The Cross and the Christian

“There was a day when I died; died to self, my opinions, preferences, tastes and will; died to the world, its approval or censure; died to the approval or blame even of my brethren or friends; and since then I have studied only to show myself approved unto God.”  – George Mueller

The cross of Christ is forever a reminder of the death of our Lord and Savior, and the atonement or restoration of oneness with our God we gained by it.  Certainly, much was accomplished and much has been gained through the atonement gained by Christ on the cross. We gained the propitiation or righteous satisfaction of our God’s righteous anger and indignation at our sin and rebellion.  We gained our redemption from slavery to sin and death, having been set free from this by the power of the blood and the efficacy of the death of Jesus.  We gain our justification before our God, meaning the accounting of our sin and its penalty have been justified and settled on our behalf.

Our lives had been irreversibly lost in the sight of our God, marred beyond repair by the indwelling of sin in us.  In God’s Kingdom, only by death can life be fully recovered.  Our lives could not be fixed, only destroyed and replaced.  This was our God’s intent since before we were created.  Knowing that we would choose rebellion, the Godhead had determined that our lives would be replaced through the death and resurrection of Jesus, the “lamb slain since the foundation of the world.”  We are joined into the atoning death of Jesus for us on the cross, and only by the death of Christ could  life be recovered for us and restored into us.

The explanation of this is the entire point of the book of Romans, and it finds its keystone in chapter 6.  “What shall we say then? Are we to continue in sin so that grace may increase?  May it never be! How shall we who died to sin still live in it?  Or do you not know that all of us who have been baptized into Christ Jesus have been baptized into His death?  Therefore, we have been buried with Him through baptism into death, so that as Christ was raised from the dead through the glory of the Father, so we too might walk in newness of life.  For if we have become united with Him in the likeness of His death, certainly we shall also be in the likeness of His resurrection,  knowing this, that our old self was crucified with Him, in order that our body of sin might be done away with, so that we would no longer be slaves to sin;  for he who has died is freed from sin.”

By my inclusion into the death of Christ Jesus on the cross, a completely new life has been delivered into me.  I have died in Christ and with Him when He died on the cross.  New life has been delivered to me; His life and not my own.  Only by our own death can the fullness of life our God intends for us be delivered within us.  The new life we have in Christ is not an upgrade to our own living. It is not my life, version 2.0.  Neither is it my life with some of Christ’s life added to it, or my life now under the passive influence of the Holy Spirit.  No, it is more than that.  It is no longer I who live but Christ Jesus who lives in me (see Galatians 2:19-20).

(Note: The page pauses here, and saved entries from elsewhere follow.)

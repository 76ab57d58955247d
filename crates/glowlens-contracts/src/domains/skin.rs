use serde::{Deserialize, Serialize};

use crate::contract::ResultContract;
use crate::domain::AnalysisDomain;
use crate::reliability::{AnalysisEvidence, ImageQuality, MetricScore};

#[derive(Debug, Clone, Copy, PartialEq, Eq, Hash, Serialize, Deserialize)]
#[serde(rename_all = "snake_case")]
pub enum SkinType {
    Dry,
    Oily,
    Combination,
    Normal,
    Sensitive,
}

impl SkinType {
    pub const ALL: [SkinType; 5] = [
        SkinType::Dry,
        SkinType::Oily,
        SkinType::Combination,
        SkinType::Normal,
        SkinType::Sensitive,
    ];

    pub fn as_str(self) -> &'static str {
        match self {
            SkinType::Dry => "dry",
            SkinType::Oily => "oily",
            SkinType::Combination => "combination",
            SkinType::Normal => "normal",
            SkinType::Sensitive => "sensitive",
        }
    }
}

#[derive(Debug, Clone, Default, PartialEq, Eq, Serialize, Deserialize)]
#[serde(rename_all = "camelCase")]
pub struct SkinInput {
    #[serde(default)]
    pub age: Option<u8>,
    #[serde(default)]
    pub concerns: Vec<String>,
    #[serde(default)]
    pub self_reported_type: Option<SkinType>,
    #[serde(default)]
    pub current_products: Vec<String>,
}

#[derive(Debug, Clone, PartialEq, Eq, Serialize, Deserialize)]
#[serde(rename_all = "camelCase")]
pub struct SkinMetrics {
    pub moisture: MetricScore,
    pub oiliness: MetricScore,
    pub pores: MetricScore,
    pub wrinkles: MetricScore,
    pub pigmentation: MetricScore,
    pub redness: MetricScore,
    pub elasticity: MetricScore,
}

impl SkinMetrics {
    pub fn entries(&self) -> [(&'static str, &MetricScore); 7] {
        [
            ("moisture", &self.moisture),
            ("oiliness", &self.oiliness),
            ("pores", &self.pores),
            ("wrinkles", &self.wrinkles),
            ("pigmentation", &self.pigmentation),
            ("redness", &self.redness),
            ("elasticity", &self.elasticity),
        ]
    }
}

#[derive(Debug, Clone, PartialEq, Eq, Serialize, Deserialize)]
#[serde(rename_all = "camelCase")]
pub struct SkinAnalysis {
    pub overall_score: u8,
    pub skin_type: SkinType,
    pub metrics: SkinMetrics,
    pub recommended_ingredients: Vec<String>,
    pub avoid_ingredients: Vec<String>,
    pub summary: String,
    #[serde(default, skip_serializing_if = "Option::is_none")]
    pub image_quality: Option<ImageQuality>,
    #[serde(default, skip_serializing_if = "Option::is_none")]
    pub analysis_evidence: Option<AnalysisEvidence>,
}

impl ResultContract for SkinAnalysis {
    const DOMAIN: AnalysisDomain = AnalysisDomain::Skin;
    const REQUIRED_FIELDS: &'static [&'static str] = &[
        "overallScore",
        "skinType",
        "metrics",
        "recommendedIngredients",
        "avoidIngredients",
        "summary",
    ];

    fn image_quality(&self) -> Option<&ImageQuality> {
        self.image_quality.as_ref()
    }
}
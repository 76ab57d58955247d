use glowlens_contracts::domains::body_shape::{BodyShapeInput, Gender};

use super::{context_block, join_list, IMAGE_QUALITY_RULES, IMAGE_QUALITY_SCHEMA, JSON_ONLY};

const ROLE: &str = "You are a body-frame stylist. From a full-body photo you classify the skeletal \
frame type used in fashion styling (S = straight, W = wave, N = natural). This is about bone structure \
and where flesh sits, never about weight or attractiveness.";

const SCHEMA: &str = r#"{
  "bodyType": "S" | "W" | "N",
  "confidence": 0-100 integer,
  "measurements": {
    "shoulderToHipRatio": number between 0.7 and 1.4 (visual estimate),
    "waistToHipRatio": number between 0.55 and 1.0 (visual estimate),
    "weightCenter": "upper" | "lower" | "even",
    "frame": "compact" | "medium" | "large"
  },
  "characteristics": ["3 to 5 short observations about the frame"],
  "recommendedStyles": ["3 to 5 clothing styles that flatter this frame"],
  "avoidStyles": ["2 to 4 clothing styles to avoid"],
__IMAGE_QUALITY__,
  "analysisEvidence": {
    "shoulderLine": "what the shoulder line looks like",
    "collarbone": "how visible and how large the collarbone is",
    "jointSize": "wrist, knee and elbow joint size relative to the body",
    "fleshTexture": "firm and elastic, soft, or lean with visible bone"
  }
}"#;

const RULES: &str = "DECISION RULES (apply in order, stop at the first rule that decides):\n\
1. Ignore body weight. A slim person can be S and a heavy person can be W; decide from bone and flesh \
placement only.\n\
2. Shoulder line: rounded and full with a thick upper body -> lean S. Sloped and narrow with a thin \
upper body -> lean W. Square, wide and bony -> lean N.\n\
3. Collarbone and joints: barely visible collarbone and small joints -> supports S. Thin, visible but \
small collarbone and small joints -> supports W. Prominent collarbone and large joints (wrists, knees) \
-> supports N.\n\
4. Weight center: flesh gathers on chest and upper arms -> \"upper\" (S). Flesh gathers on hips and \
thighs -> \"lower\" (W). Flesh evenly spread with frame dominating -> \"even\" (N).\n\
5. Tie-break: if S and N are tied, choose N when joints are clearly large, else S. If W and N are tied, \
choose W when the waist is clearly defined (waistToHipRatio below 0.72), else N. If S and W are tied, \
follow the weight center.\n\
6. measurements must agree with bodyType: S -> weightCenter \"upper\", shoulderToHipRatio about 1.00-1.08, \
waistToHipRatio about 0.74-0.80, frame \"medium\"; W -> \"lower\", about 0.88-0.96, about 0.66-0.73, \
frame \"compact\"; N -> \"even\", about 1.05-1.15, about 0.78-0.85, frame \"large\".\n\
7. Baggy clothing, sitting poses or cropped photos hide the frame: lower confidence and reliability \
rather than guessing a type with high confidence.";

pub fn body_shape_prompt(input: &BodyShapeInput) -> String {
    let context = context_block(&[
        ("Height (cm)", input.height_cm.map(|value| format!("{value:.0}"))),
        ("Weight (kg)", input.weight_kg.map(|value| format!("{value:.0}"))),
        (
            "Gender",
            input.gender.map(|gender| {
                match gender {
                    Gender::Female => "female",
                    Gender::Male => "male",
                    Gender::Other => "other",
                }
                .to_string()
            }),
        ),
        ("Style goals", join_list(&input.style_goals)),
    ]);
    let schema = SCHEMA.replace("__IMAGE_QUALITY__", IMAGE_QUALITY_SCHEMA);
    format!(
        "{ROLE}\n\n{JSON_ONLY}\n\nOUTPUT SCHEMA:\n{schema}\n\n{RULES}\n\n{IMAGE_QUALITY_RULES}\n\n\
USER CONTEXT (height and weight are context only, see rule 1):\n{context}\n\n\
Analyze the attached full-body photo now."
    )
}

It is important to realize that in this sense, the cross on which Jesus died is a past-tense issue.  Christ died for us, and in that sense the cross has no more value to us.  His death is done.  The cross has long-since disappeared.  We were included into that death, but death is not the thing that is the principal definition of our existence.  The cross as a symbol of Christ’s death is a powerful reminder of the tremendous cost paid by Him to bring us into His new life.

And it is important for us to realize that if references to the cross or the cross of Christ are not tied specifically to His atoning death, they refer to our own death to self.  We are placed into Christ’s death so that we might live as those dead to self, dead to sin, and dead to the world and alive to our Christ Jesus who lives His life in us.  The cross of Christ has become the my cross and your cross.  It is this fact to which Jesus is referring in Luke 9:23-24.  “And He was saying to them all, “If anyone wishes to come after Me, he must deny himself, and take up his cross daily and follow Me.  For whoever wishes to save his life will lose it, but whoever loses his life for My sake, he is the one who will save it.”

It is this denying of the self and choosing the cross of one’s own death to which George Mueller is appealing in the quote at the top of this post.  Because He died on the cross and rose again, new life is now the reality for Jesus.  We are placed into that life when we are joined to Him.  Our union with Jesus includes newness of life, literally His life lived in us by His Holy Spirit.

The purpose of our God is not to have us focus upon the cross of antiquity on which the Prince of Glory died for us.  We remember it, are humbled by it, and are encouraged to pursue Christ because of it.  Yet our focus now is on Christ Himself, alive and living in us.  Our view of the cross is now to see it as the instrument not only of Christ’s death but of our deaths to self, sin, and the world.